Pero volvamos a Uderzo, su visión de la antigua Galia, la sensación de pertenencia a la aldea, más allá de los guiones increíbles de René Goscinny, su elección de luces y sombras, con sus paletas de colores y con cada uno de los detalles de los bosques, del pueblo galo e incluso, de la frialdad del campamento militar romano de turno, con jefes inhumanos que solamente se humanizaban cuando Asterix y Obelix los curtían a golpes y los hacían volar cincuenta o cien metros para que cayeran con los cascos abollados y con la mitad de los dientes, fue lo que me sacó por unos minutos del limbo en el que vivía, como un calmante que me ayudó a atravesar etapas de dolor y llegar a otro tipo de literatura como la de Lovecraft, Vance o Clarke que me transportaran definitivamente fuera del mundo real y agobiante, el mundo de los trabajadores cuya vocación no es la que les da de comer y los ayuda a pagar cuentas y encima, apenas.
Y Uderzo se fue hoy, vivió como quiso, todo lo que quiso y ahora debe estar con sus personajes en alguna parte, con Asterix, Obelix, el Druida, el bardo —que en otro mundo debe desafinar menos y ser un virtuoso de la lira—, con el jefe, el pescadero, la mujer bonita del pueblo y su esposo decrépito —el típico “billetera mata galán” que además en español se llama Edadepiedrix—, el perrito de Obelix, Idefix, los pobres piratas a los que siempre les hundían el barco y volvían a botar otro en nuevo número para que sucediera lo mismo —algo así como la muerte de Kenny—, y obviamente, Julio César, con su dignidad incólume a pesar de las innumerables derrotas sufridas a manos de los galos y su arma secreta, la poción mágica que da súper fuerza creada por el Druida, Panorámix.
Tanto el diseño de los personajes, como los paisajes donde se desarrollan las historias, las noches de luna llena, los bosques atravesados por los rayos de sol, los colores y los ambientes, son de esas cosas que uno recuerda como si las hubiera vivido.
Y principalmente la comida final, donde la gente del pueblo festeja un nuevo triunfo contra los romanos, o el regreso de sus defensores, Asterix y Obelix, de alguna misión fuera de las Galias, tanto en Egipto, Gran Bretaña, Germania o incluso Roma.
Y en ese lugar debe estar ahora Uderzo, comiendo carne de jabalí asado y bailando sobre la mesa circular y lejos de este mundo de hoy, de esta pandemia mundial que nos ha obligado a encerrarnos y esperar una vacuna para ganar tiempo antes de la próxima pandemia.
¿Qué Uderzo se fue en un buen momento?

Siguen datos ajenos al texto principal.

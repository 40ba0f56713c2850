use std::fmt;

#[derive(Debug, Clone, PartialEq, Eq)]
pub enum PairSpecError {
    Format(String),        // token is neither letters+digits nor digits+letters
    Unsupported(String),   // bases are not G-C, G-U or A-U (in either order)
    InvalidBase(String),   // letters do not name a supported nucleotide
    InvalidIndex(String),  // digits do not fit a residue index
}

impl fmt::Display for PairSpecError {
    fn fmt(&self, f: &mut fmt::Formatter<'_>) -> fmt::Result {
        match self {
            PairSpecError::Format(tok) => {
                write!(f, "Unsupported base pair format '{}' (expected e.g. G3-C16 or 3G-16C)", tok)
            }
            PairSpecError::Unsupported(tok) => {
                write!(f, "Unsupported base pair '{}' (only G-C, G-U and A-U pairs are supported)", tok)
            }
            PairSpecError::InvalidBase(tok) => {
                write!(f, "Invalid nucleotide '{}'", tok)
            }
            PairSpecError::InvalidIndex(tok) => {
                write!(f, "Invalid residue index in '{}'", tok)
            }
        }
    }
}

impl std::error::Error for PairSpecError {}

Quizás, pero como dije anteriormente, se fue cómo y cuando él quiso, cuando ya no podía dibujar más y después de seleccionar un equipo de artistas para que continuaran con su legado y el de René Goscinny, que murió prematuramente a los cincuenta y un años.
Quizás un día, cuando pase esta pandemia, cuando podamos salir a la calle tranquilos, bueno, más o menos tranquilos, miremos al cielo y formada por las nubes, podamos ver un episodio inédito de Asterix. Eso, verdaderamente, sería genial.